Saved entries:
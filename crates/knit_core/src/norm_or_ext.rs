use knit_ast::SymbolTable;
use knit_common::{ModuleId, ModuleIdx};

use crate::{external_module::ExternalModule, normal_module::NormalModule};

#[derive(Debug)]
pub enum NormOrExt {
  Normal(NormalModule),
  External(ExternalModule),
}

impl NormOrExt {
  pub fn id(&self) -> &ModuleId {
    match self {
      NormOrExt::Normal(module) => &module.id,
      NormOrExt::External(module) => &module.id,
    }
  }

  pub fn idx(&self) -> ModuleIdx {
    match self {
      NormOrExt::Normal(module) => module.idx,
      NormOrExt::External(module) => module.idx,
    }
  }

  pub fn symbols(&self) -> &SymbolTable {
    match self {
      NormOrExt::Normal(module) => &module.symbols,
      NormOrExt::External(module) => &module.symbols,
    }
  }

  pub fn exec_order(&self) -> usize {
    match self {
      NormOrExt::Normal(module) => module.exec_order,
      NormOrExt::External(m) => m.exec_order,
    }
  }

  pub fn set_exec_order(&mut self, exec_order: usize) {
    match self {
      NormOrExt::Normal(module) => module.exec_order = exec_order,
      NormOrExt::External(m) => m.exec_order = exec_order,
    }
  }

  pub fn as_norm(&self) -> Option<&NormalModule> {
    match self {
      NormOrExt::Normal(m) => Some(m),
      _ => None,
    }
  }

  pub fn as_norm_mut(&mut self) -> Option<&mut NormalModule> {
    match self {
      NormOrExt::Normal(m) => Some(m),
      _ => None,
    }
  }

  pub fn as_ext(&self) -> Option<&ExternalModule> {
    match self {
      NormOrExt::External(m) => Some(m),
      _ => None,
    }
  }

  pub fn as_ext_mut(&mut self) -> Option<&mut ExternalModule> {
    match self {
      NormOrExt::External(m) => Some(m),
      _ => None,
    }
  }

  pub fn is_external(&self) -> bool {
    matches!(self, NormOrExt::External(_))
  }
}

...

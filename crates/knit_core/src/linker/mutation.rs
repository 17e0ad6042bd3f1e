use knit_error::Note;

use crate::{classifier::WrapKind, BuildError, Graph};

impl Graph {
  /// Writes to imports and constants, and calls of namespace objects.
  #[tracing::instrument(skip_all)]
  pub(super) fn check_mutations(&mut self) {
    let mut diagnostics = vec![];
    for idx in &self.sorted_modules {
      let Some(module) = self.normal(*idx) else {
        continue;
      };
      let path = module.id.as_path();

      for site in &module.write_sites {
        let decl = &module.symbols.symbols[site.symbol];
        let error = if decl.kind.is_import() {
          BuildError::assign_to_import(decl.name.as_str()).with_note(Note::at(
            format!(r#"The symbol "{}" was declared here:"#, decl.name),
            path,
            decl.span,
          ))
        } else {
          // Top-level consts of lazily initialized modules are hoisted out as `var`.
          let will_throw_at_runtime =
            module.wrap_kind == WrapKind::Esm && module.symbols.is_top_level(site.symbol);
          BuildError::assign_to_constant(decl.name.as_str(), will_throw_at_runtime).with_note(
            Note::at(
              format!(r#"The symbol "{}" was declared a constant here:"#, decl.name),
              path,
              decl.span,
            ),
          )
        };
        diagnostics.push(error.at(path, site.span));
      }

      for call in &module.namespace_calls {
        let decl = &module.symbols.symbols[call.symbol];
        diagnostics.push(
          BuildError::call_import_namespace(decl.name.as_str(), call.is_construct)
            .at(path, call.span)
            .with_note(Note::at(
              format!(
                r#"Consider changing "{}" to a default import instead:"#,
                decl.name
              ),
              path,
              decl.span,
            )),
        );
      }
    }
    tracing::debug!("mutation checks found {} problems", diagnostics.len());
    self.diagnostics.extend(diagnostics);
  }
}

* * *

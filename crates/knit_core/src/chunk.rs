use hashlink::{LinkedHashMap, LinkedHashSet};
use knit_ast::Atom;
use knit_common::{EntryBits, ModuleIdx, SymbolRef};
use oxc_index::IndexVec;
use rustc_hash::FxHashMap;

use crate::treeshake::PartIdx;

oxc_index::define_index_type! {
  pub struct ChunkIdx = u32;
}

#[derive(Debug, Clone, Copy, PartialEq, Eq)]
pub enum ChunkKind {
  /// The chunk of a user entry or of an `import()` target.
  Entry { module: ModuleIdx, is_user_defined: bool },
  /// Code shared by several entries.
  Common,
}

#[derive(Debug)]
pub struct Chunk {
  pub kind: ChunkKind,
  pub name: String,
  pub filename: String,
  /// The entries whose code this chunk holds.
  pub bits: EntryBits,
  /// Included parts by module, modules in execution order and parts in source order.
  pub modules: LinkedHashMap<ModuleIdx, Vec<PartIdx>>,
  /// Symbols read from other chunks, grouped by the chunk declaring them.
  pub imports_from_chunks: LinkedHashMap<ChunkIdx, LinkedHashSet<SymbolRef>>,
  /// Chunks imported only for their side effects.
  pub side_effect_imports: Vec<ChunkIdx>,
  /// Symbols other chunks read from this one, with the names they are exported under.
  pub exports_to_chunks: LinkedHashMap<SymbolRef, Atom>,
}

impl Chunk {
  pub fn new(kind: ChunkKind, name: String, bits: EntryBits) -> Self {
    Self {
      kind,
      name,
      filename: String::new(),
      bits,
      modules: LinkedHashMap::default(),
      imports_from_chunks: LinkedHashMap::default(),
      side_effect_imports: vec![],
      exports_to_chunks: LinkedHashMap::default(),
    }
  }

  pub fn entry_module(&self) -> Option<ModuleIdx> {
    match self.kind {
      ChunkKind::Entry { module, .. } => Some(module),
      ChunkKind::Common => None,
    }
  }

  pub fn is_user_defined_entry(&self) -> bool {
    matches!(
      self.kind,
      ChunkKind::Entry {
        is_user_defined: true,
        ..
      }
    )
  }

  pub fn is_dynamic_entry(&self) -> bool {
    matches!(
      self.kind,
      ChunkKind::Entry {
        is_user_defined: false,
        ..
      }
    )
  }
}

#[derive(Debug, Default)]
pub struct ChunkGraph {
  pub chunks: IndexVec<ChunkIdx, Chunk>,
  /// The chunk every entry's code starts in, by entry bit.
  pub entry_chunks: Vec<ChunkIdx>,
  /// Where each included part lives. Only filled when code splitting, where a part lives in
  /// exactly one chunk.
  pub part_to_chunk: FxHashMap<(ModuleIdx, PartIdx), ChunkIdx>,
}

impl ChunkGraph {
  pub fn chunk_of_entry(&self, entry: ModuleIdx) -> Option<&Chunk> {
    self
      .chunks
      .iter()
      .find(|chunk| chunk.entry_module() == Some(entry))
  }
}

» **AIM OF THE TASK**: The answer must be a single number: how many lines of the data include the string "format".

» **ANSWER FOR THE TASK**: 3